(DATASET EXCERPTS Opens)

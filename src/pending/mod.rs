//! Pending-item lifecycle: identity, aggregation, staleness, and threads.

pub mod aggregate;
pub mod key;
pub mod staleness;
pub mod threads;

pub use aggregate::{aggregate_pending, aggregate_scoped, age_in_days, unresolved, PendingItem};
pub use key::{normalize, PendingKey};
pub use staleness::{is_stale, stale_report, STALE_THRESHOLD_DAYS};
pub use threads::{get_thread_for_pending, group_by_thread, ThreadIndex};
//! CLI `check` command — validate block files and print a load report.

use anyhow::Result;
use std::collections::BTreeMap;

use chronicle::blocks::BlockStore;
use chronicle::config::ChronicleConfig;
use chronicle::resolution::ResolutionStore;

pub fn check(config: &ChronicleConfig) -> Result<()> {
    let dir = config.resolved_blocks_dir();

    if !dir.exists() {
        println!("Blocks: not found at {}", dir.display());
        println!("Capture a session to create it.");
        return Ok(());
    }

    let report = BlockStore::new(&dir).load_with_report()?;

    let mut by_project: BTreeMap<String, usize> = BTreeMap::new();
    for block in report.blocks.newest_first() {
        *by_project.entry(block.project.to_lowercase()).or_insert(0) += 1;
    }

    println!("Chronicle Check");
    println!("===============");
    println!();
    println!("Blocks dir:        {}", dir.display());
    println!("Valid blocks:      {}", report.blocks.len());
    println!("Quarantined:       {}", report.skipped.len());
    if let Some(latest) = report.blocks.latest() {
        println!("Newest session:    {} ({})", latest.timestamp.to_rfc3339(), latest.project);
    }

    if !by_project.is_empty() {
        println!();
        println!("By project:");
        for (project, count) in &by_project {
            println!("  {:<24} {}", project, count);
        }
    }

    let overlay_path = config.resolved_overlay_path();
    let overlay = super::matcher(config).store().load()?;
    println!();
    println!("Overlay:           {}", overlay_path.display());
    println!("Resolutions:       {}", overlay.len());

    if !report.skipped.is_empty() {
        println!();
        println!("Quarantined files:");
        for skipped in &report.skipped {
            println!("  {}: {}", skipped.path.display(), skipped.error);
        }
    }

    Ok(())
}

(DATASET EXCERPTS Closes)
(DATASET EXCERPTS Opens)

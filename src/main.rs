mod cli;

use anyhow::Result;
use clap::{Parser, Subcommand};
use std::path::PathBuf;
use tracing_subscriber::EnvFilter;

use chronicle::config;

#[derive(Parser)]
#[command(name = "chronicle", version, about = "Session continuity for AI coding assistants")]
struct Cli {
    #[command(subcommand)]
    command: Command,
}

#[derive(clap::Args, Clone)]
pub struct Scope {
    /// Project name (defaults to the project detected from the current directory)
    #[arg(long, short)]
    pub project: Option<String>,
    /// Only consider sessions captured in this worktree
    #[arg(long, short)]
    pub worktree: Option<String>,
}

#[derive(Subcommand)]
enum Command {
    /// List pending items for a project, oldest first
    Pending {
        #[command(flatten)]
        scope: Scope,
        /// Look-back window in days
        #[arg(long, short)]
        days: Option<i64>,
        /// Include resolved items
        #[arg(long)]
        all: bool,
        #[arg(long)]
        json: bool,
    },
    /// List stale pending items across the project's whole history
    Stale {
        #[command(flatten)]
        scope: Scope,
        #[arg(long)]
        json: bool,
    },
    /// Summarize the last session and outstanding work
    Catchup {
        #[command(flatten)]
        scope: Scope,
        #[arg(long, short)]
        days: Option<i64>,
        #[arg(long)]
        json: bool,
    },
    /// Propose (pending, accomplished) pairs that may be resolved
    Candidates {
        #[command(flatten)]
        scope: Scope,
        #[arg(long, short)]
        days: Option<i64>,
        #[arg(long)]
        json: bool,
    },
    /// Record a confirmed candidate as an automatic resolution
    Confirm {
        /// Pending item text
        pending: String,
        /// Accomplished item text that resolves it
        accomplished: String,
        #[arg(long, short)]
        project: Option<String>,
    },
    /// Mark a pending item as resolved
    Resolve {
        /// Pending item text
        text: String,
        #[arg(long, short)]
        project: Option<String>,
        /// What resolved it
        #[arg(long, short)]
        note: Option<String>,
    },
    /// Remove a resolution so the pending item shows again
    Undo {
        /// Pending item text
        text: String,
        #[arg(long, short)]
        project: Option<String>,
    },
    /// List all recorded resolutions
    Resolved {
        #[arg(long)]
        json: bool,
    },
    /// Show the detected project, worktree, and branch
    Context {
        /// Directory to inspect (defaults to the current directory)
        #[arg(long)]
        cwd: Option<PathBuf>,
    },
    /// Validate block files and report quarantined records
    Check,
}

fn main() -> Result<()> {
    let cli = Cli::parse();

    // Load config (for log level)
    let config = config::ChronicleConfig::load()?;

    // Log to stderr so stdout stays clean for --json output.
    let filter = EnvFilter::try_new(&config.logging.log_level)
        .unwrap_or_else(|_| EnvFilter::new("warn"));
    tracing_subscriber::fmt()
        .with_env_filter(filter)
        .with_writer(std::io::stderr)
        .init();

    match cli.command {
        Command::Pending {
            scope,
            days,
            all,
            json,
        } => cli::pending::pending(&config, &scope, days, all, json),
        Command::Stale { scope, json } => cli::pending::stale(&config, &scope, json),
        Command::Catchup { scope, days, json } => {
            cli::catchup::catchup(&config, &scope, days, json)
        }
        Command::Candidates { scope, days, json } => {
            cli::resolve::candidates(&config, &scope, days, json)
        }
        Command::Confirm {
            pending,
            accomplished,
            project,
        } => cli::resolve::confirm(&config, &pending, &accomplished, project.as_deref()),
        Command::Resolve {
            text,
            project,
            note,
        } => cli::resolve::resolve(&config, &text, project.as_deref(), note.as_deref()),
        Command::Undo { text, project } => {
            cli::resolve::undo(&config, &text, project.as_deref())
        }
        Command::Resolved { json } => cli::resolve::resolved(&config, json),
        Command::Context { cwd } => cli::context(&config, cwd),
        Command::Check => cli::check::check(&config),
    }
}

(DATASET EXCERPTS Closes)
(DATASET EXCERPTS Opens)

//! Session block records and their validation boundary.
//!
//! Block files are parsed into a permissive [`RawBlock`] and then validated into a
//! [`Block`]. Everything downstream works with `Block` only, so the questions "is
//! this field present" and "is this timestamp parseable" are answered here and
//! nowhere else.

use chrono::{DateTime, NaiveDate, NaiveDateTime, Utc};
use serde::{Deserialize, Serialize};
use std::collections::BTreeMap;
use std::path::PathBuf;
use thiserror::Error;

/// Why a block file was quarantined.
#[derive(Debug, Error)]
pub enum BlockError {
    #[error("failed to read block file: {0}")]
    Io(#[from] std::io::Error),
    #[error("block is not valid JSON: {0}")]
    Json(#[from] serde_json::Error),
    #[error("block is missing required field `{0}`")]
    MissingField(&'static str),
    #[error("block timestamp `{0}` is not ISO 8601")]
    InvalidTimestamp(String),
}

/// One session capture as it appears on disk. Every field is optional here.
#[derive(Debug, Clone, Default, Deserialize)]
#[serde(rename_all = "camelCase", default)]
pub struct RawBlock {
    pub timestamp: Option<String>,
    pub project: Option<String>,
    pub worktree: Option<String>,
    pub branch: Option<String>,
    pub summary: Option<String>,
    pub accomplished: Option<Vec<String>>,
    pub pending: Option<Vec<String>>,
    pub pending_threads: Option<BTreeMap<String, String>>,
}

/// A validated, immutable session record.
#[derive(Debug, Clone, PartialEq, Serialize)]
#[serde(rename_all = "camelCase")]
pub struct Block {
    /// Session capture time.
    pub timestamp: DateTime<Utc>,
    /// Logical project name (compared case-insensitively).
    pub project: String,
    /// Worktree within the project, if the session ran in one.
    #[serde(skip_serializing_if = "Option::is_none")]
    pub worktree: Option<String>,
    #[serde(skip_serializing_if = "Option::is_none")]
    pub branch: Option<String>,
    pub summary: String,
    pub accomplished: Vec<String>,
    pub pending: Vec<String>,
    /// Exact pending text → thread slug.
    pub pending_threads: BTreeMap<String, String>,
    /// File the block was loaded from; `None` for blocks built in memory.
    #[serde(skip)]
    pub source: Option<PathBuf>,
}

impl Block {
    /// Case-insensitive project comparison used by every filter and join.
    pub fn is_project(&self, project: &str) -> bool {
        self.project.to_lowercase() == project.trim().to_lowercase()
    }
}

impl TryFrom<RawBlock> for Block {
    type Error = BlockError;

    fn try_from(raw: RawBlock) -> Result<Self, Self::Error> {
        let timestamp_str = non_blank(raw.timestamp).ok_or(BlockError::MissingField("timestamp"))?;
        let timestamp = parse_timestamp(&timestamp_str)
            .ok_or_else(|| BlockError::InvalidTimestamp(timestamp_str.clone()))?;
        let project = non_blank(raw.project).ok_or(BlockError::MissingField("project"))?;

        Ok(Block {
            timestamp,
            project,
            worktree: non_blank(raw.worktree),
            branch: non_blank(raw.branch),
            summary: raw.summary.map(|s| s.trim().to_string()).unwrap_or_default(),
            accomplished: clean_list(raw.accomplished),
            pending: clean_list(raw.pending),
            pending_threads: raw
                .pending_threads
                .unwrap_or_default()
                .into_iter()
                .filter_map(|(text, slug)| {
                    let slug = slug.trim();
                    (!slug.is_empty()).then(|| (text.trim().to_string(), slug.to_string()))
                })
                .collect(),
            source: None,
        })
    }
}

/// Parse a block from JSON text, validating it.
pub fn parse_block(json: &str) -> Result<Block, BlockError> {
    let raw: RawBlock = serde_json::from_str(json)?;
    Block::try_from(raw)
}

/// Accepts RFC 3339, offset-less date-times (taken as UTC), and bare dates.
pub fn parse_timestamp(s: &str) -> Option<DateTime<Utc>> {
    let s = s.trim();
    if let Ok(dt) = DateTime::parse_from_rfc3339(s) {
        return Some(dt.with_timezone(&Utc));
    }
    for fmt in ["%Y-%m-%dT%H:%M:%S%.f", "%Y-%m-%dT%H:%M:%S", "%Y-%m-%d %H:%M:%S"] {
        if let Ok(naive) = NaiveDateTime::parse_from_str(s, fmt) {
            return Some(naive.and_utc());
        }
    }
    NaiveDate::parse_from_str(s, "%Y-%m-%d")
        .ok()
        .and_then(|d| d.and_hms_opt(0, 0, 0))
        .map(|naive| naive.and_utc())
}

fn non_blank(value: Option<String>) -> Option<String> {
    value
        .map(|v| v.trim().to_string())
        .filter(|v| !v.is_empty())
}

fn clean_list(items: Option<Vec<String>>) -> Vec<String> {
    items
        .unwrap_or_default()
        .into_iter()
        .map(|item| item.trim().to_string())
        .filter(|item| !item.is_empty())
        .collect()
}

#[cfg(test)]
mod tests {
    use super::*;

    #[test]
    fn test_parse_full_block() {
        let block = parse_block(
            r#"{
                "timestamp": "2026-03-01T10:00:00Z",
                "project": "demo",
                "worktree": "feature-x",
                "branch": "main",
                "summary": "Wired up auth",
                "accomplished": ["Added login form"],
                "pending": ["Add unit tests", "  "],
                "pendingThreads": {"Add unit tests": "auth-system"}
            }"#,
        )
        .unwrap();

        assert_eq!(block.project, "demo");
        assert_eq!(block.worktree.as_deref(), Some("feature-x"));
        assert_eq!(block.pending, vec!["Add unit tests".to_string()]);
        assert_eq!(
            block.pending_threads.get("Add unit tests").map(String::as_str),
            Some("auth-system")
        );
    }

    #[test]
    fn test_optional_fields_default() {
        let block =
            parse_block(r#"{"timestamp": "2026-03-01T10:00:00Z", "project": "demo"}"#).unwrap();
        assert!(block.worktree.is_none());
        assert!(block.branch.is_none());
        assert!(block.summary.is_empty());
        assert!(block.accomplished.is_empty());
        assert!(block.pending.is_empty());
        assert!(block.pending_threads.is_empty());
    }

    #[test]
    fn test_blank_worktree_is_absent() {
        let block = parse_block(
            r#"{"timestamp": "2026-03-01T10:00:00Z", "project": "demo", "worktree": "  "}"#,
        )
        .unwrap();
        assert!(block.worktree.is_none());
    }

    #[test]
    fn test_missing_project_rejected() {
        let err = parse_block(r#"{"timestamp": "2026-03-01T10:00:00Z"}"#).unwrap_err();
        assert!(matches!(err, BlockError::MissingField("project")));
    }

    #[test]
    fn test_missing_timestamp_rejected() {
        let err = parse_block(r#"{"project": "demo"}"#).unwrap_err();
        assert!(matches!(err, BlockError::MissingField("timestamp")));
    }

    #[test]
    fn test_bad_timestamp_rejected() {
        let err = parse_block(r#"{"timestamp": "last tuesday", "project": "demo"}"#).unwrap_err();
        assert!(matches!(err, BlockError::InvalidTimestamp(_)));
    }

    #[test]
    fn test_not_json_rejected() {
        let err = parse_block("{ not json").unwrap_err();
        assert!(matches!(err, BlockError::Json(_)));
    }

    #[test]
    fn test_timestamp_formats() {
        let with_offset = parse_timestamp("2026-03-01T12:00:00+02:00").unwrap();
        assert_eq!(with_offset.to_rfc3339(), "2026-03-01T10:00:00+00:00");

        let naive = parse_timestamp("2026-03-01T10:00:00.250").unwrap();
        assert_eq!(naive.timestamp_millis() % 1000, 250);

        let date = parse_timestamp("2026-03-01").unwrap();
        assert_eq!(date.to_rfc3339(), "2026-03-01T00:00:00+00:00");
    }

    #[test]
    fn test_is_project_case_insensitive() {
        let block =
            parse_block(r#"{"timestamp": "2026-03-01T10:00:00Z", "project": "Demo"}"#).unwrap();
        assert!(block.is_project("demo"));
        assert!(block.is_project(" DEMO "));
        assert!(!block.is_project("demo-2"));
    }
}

(DATASET EXCERPTS Closes)

*WHAT IS NEEDED*
Look through the entries above and count each line holding "InvalidTimestamp"; report the count alone.

*SOLUTION TO THIS PROBLEM*
3